Problem to work on → What is the number of lines below that contain the word "space"? Respond with that number alone.

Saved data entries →
===============
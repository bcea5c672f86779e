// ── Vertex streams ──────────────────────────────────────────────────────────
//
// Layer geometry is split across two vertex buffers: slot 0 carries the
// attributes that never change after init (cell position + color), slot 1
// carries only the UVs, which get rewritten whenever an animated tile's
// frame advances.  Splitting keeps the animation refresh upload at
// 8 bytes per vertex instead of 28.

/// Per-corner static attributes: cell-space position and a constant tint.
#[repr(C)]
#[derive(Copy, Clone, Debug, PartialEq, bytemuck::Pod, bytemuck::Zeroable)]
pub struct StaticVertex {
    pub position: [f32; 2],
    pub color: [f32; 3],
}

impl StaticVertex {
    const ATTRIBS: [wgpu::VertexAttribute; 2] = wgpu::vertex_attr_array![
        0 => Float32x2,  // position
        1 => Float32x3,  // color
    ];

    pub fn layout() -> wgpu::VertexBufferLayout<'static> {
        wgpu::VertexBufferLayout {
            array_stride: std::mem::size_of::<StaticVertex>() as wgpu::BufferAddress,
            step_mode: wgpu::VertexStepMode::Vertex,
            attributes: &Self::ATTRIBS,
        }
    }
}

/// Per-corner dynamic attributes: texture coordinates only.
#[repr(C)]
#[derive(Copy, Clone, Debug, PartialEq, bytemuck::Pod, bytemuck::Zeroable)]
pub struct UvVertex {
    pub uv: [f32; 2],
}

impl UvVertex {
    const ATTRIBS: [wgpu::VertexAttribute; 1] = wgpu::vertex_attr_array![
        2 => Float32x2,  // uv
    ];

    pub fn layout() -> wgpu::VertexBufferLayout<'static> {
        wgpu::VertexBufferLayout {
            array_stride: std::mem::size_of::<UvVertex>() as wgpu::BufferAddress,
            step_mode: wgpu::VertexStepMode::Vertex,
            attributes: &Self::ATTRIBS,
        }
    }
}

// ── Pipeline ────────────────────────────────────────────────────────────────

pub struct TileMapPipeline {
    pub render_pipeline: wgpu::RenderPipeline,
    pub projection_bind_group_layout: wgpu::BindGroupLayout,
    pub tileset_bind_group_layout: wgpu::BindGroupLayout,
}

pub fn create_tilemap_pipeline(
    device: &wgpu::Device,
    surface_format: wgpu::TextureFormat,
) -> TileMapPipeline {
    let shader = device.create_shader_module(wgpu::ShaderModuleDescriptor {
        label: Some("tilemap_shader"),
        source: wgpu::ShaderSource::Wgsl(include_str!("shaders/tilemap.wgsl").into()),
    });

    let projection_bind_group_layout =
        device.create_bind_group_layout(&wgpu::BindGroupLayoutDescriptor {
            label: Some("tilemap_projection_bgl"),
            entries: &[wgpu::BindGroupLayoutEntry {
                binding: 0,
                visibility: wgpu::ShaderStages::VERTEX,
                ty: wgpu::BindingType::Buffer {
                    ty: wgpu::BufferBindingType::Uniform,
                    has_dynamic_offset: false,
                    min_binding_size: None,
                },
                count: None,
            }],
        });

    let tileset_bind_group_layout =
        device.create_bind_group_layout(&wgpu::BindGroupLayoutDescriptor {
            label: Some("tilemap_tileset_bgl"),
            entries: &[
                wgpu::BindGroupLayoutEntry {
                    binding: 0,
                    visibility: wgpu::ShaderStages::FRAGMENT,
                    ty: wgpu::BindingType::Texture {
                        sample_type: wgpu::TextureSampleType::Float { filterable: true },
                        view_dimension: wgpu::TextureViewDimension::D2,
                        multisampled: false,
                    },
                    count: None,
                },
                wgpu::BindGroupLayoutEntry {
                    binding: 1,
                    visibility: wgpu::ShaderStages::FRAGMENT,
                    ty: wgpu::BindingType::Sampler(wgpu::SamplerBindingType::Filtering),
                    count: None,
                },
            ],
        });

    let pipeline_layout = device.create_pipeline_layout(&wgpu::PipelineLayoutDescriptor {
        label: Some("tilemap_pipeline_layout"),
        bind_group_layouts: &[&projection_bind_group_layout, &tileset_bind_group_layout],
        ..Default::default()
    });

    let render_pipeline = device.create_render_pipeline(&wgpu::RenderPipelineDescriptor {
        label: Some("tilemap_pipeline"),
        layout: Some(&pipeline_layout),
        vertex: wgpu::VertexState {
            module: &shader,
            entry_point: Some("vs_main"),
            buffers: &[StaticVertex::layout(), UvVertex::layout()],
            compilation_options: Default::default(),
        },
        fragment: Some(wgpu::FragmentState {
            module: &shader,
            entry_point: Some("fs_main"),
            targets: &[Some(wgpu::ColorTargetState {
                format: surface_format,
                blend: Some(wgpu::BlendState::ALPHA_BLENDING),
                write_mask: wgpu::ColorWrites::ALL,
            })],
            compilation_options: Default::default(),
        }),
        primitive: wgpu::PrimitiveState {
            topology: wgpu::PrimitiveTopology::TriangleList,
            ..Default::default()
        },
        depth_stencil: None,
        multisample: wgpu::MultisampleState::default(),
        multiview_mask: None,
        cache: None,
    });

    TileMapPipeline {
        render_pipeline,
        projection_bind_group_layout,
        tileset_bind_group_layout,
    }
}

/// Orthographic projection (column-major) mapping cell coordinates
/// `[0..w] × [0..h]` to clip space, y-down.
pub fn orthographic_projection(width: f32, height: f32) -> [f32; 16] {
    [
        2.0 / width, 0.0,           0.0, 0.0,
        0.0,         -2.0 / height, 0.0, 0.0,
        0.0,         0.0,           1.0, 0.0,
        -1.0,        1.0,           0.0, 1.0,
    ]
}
===============
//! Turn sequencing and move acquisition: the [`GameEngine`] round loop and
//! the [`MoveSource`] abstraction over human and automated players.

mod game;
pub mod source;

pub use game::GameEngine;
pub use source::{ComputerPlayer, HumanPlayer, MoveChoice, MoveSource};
===============
Exercise answer → 2